[[ SOURCE DATA open ]]

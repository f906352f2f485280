// SPDX-License-Identifier: BUSL-1.1
// Copyright (c) 2026 Alfred Jean LLC

// Allow panic!/unwrap/expect in test code
#![cfg_attr(test, allow(clippy::panic))]
#![cfg_attr(test, allow(clippy::unwrap_used))]
#![cfg_attr(test, allow(clippy::expect_used))]

//! vea-store: the supervisor's persistent store.
//!
//! Three durable tables (applications, runtime state, console logs) with
//! the recovery design proven in long-lived daemons: an append-only
//! journal made durable before every acknowledgment, a compressed
//! snapshot for fast startup, and idempotent replay in between. Console
//! logs live outside the journal as bounded per-execution ring files;
//! log traffic must never inflate the recovery path.

mod journal;
mod logs;
mod snapshot;
mod store;
mod tables;

pub use journal::{Journal, JournalEntry, JournalError};
pub use logs::{ConsoleLogs, LogRecord, LogStream};
pub use snapshot::{Snapshot, SnapshotError};
pub use store::{AppFilter, Store, StoreConfig, StoreError};
pub use tables::Tables;
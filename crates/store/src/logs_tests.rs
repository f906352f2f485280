// SPDX-License-Identifier: BUSL-1.1
// Copyright (c) 2026 Alfred Jean LLC

use tempfile::tempdir;

use super::*;

#[test]
fn appends_are_offset_ordered() {
    let dir = tempdir().unwrap();
    let logs = ConsoleLogs::new(dir.path(), 1024 * 1024);

    logs.append("VEA-cam", "exec-1", LogStream::Out, "first").unwrap();
    logs.append("VEA-cam", "exec-1", LogStream::Err, "second").unwrap();
    logs.append("VEA-cam", "exec-1", LogStream::Out, "third").unwrap();

    let tail = logs.tail("VEA-cam", 10);
    let offsets: Vec<u64> = tail.iter().map(|r| r.offset).collect();
    assert_eq!(offsets, vec![0, 1, 2]);
    assert_eq!(tail[1].stream, LogStream::Err);
    assert_eq!(tail[2].line, "third");
    assert!(tail.iter().all(|r| r.app_id == "VEA-cam"));
}

#[test]
fn tail_limits_to_n_newest() {
    let dir = tempdir().unwrap();
    let logs = ConsoleLogs::new(dir.path(), 1024 * 1024);
    for i in 0..20 {
        logs.append("VEA-cam", "exec-1", LogStream::Out, &format!("line {i}")).unwrap();
    }
    let tail = logs.tail("VEA-cam", 5);
    assert_eq!(tail.len(), 5);
    assert_eq!(tail[0].line, "line 15");
    assert_eq!(tail[4].line, "line 19");
}

#[test]
fn offsets_recover_after_restart() {
    let dir = tempdir().unwrap();
    {
        let logs = ConsoleLogs::new(dir.path(), 1024 * 1024);
        logs.append("VEA-cam", "exec-1", LogStream::Out, "before").unwrap();
        logs.append("VEA-cam", "exec-1", LogStream::Out, "restart").unwrap();
    }
    // Fresh instance, same directory: the offset counter continues.
    let logs = ConsoleLogs::new(dir.path(), 1024 * 1024);
    let record = logs.append("VEA-cam", "exec-1", LogStream::Out, "after").unwrap();
    assert_eq!(record.offset, 2);
}

#[test]
fn ring_drops_oldest_half() {
    let dir = tempdir().unwrap();
    // Tiny cap so a handful of lines trigger compaction.
    let logs = ConsoleLogs::new(dir.path(), 2_000);
    for i in 0..100 {
        logs.append("VEA-cam", "exec-1", LogStream::Out, &format!("spam {i}")).unwrap();
    }
    let tail = logs.tail("VEA-cam", 1000);
    assert!(!tail.is_empty());
    assert!(tail.len() < 100, "ring should have dropped old records, kept {}", tail.len());
    // The newest line always survives.
    assert_eq!(tail.last().unwrap().line, "spam 99");
}

#[test]
fn tail_reads_newest_execution() {
    let dir = tempdir().unwrap();
    let logs = ConsoleLogs::new(dir.path(), 1024 * 1024);
    logs.append("VEA-cam", "exec-1", LogStream::Out, "old run").unwrap();
    // Ensure a distinct mtime for the newer file.
    std::thread::sleep(std::time::Duration::from_millis(20));
    logs.append("VEA-cam", "exec-2", LogStream::Out, "new run").unwrap();

    let tail = logs.tail("VEA-cam", 10);
    assert_eq!(tail.len(), 1);
    assert_eq!(tail[0].execution_id, "exec-2");
}

#[test]
fn remove_app_deletes_all_logs() {
    let dir = tempdir().unwrap();
    let logs = ConsoleLogs::new(dir.path(), 1024 * 1024);
    logs.append("VEA-cam", "exec-1", LogStream::Out, "x").unwrap();
    logs.remove_app("VEA-cam");
    assert!(logs.tail("VEA-cam", 10).is_empty());
}

#[test]
fn unknown_app_tails_empty() {
    let dir = tempdir().unwrap();
    let logs = ConsoleLogs::new(dir.path(), 1024 * 1024);
    assert!(logs.tail("VEA-ghost", 10).is_empty());
}
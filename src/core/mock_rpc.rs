//! Mock RPC node for testing without real endpoints
//!
//! Each URL can be scripted to fail a number of times with a given message
//! before answering. Calls are counted per URL so tests can assert how the
//! retry and fallback layers walked the catalog.

use std::collections::HashMap;
use std::future::Future;
use std::sync::Mutex;

#[derive(Debug, Clone)]
struct Script {
    failures_left: u32,
    message: String,
}

/// Scripted RPC responses keyed by endpoint URL
#[derive(Debug, Default)]
pub struct MockRpc {
    scripts: Mutex<HashMap<String, Script>>,
    calls: Mutex<HashMap<String, u32>>,
}

impl MockRpc {
    /// Node that answers every call
    pub fn new() -> Self {
        Self::default()
    }

    /// Fail the next `times` calls to `url` with `message`
    pub fn fail_times(self, url: &str, times: u32, message: &str) -> Self {
        self.scripts.lock().unwrap().insert(
            url.to_string(),
            Script {
                failures_left: times,
                message: message.to_string(),
            },
        );
        self
    }

    pub fn calls(&self, url: &str) -> u32 {
        self.calls.lock().unwrap().get(url).copied().unwrap_or(0)
    }

    pub fn total_calls(&self) -> u32 {
        self.calls.lock().unwrap().values().sum()
    }

    /// Current slot as seen by `url`. Counts from 1 per URL.
    pub fn get_slot(&self, url: &str) -> impl Future<Output = Result<u64, String>> {
        let count = {
            let mut calls = self.calls.lock().unwrap();
            let entry = calls.entry(url.to_string()).or_insert(0);
            *entry += 1;
            *entry
        };

        let outcome = match self.scripts.lock().unwrap().get_mut(url) {
            Some(script) if script.failures_left > 0 => {
                script.failures_left -= 1;
                Err(script.message.clone())
            }
            _ => Ok(u64::from(count)),
        };

        async move { outcome }
    }
}

#[cfg(test)]
mod tests {
    use super::*;

    #[tokio::test]
    async fn test_mock_answers_by_default() {
        let rpc = MockRpc::new();
        assert_eq!(rpc.get_slot("https://a").await, Ok(1));
        assert_eq!(rpc.get_slot("https://a").await, Ok(2));
        assert_eq!(rpc.calls("https://a"), 2);
    }

    #[tokio::test]
    async fn test_mock_scripted_failures() {
        let rpc = MockRpc::new().fail_times("https://a", 2, "timeout");
        assert_eq!(rpc.get_slot("https://a").await, Err("timeout".to_string()));
        assert_eq!(rpc.get_slot("https://a").await, Err("timeout".to_string()));
        assert_eq!(rpc.get_slot("https://a").await, Ok(3));
        assert_eq!(rpc.get_slot("https://b").await, Ok(1));
        assert_eq!(rpc.total_calls(), 4);
    }
}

[[ SOURCE DATA closed ]]

## ASSIGNED TASK
Filter the lines above, keeping and copying those that contain "impl".

## RESULT OF THIS TASK
impl MockRpc {
    pub fn get_slot(&self, url: &str) -> impl Future<Output = Result<u64, String>> {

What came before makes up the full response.